How to set up revenue recognition schedules
Billing is not the same as earning. A revenue schedule spreads what you billed across the periods you actually deliver - here is how to set one up.
Why you need revenue schedules
When a customer pays upfront for a year of service, you have the cash but you have not earned the revenue yet. Recognizing it all at once overstates the current period and leaves nothing for the months you still owe service. A revenue schedule holds the amount as deferred revenue and releases it as you deliver, which is what ASC 606 requires.
Setting up a schedule
- 1Identify the performance obligations in the contract - what you promised to deliver.
- 2Allocate the contract price across those obligations.
- 3Choose a recognition pattern - ratably over time, at a point in time, or by milestone.
- 4Set the schedule to release revenue on that pattern and hold the rest as deferred revenue.
- 5Recognize each period automatically and reconcile deferred revenue at close.
Common recognition patterns
| Deal type | Pattern |
|---|---|
| Annual SaaS subscription | Ratably over the term, monthly |
| One-time product sale | At the point of delivery |
| Implementation project | By milestone or percent complete |
| Usage-based service | As usage occurs |
How Fintra runs rev rec
- Revenue recognition builds schedules from the contract and releases revenue on the chosen pattern.
- Deferred revenue is tracked as a liability and drawn down automatically each period.
- Recognition posts as part of the close, with the deferred balance reconciled.
- Every recognition entry carries an audit trail back to the underlying contract.
Frequently asked questions
What is a revenue recognition schedule?
It is a plan that spreads billed revenue across the periods you actually deliver the service or product.
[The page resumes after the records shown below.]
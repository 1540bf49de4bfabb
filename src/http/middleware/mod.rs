//! Request pipeline stages implemented as axum middleware.

pub mod body;
pub mod cookies;
pub mod cors;
pub mod errors;
pub mod logging;

pub use body::{BodyLimit, ParsedBody};
pub use cookies::Cookies;
pub use cors::{CorsPolicy, OriginDecision};
pub use errors::ErrorPolicy;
The unearned portion sits as deferred revenue, a liability, and is released to revenue over time. It is how you comply with ASC 606, which recognizes revenue as obligations are satisfied, not when cash arrives.
What is deferred revenue?
Deferred revenue is money you have billed or collected but not yet earned. It is a liability, because you still owe the customer the product or service. As you deliver, the schedule moves amounts from deferred revenue into recognized revenue, drawing the liability down to zero over the contract term.
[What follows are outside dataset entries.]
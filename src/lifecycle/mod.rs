//! Lifecycle management subsystem.
//!
//! # Data Flow
//! ```text
//! Startup (startup.rs):
//!     Config (already validated) → metrics → DB connect (background)
//!     → HTTP server → bind → race {server, DB failure, signal}
//!
//! Shutdown (shutdown.rs):
//!     Signal received → stop accepting → close DB → exit
//!
//! Signals (signals.rs):
//!     SIGINT / SIGTERM → trigger graceful shutdown
//! ```
//!
//! # Design Decisions
//! - Exit status is 0 only after a signal and a clean database close
//! - A database that cannot be reached at startup ends the process, leaving
//!   restarts to the process supervisor

pub mod shutdown;
pub mod signals;
pub mod startup;

pub use shutdown::Shutdown;
pub use signals::{shutdown_signal, ShutdownSignal};
pub use startup::{ExitStatus, StartupError};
How does ASC 606 change revenue recognition?
ASC 606 ties recognition to satisfying performance obligations. You identify the obligations in a contract, allocate the price to them, and recognize revenue as each is delivered - over time or at a point in time. It standardizes how businesses spread revenue rather than recognizing on billing or cash.
Can revenue schedules be automated?
Yes. Once you set the obligations, price allocation, and recognition pattern, software can release revenue each period, maintain the deferred-revenue balance, and post the entries at close automatically. That removes the manual schedules teams often keep in spreadsheets, which drift and are hard to audit.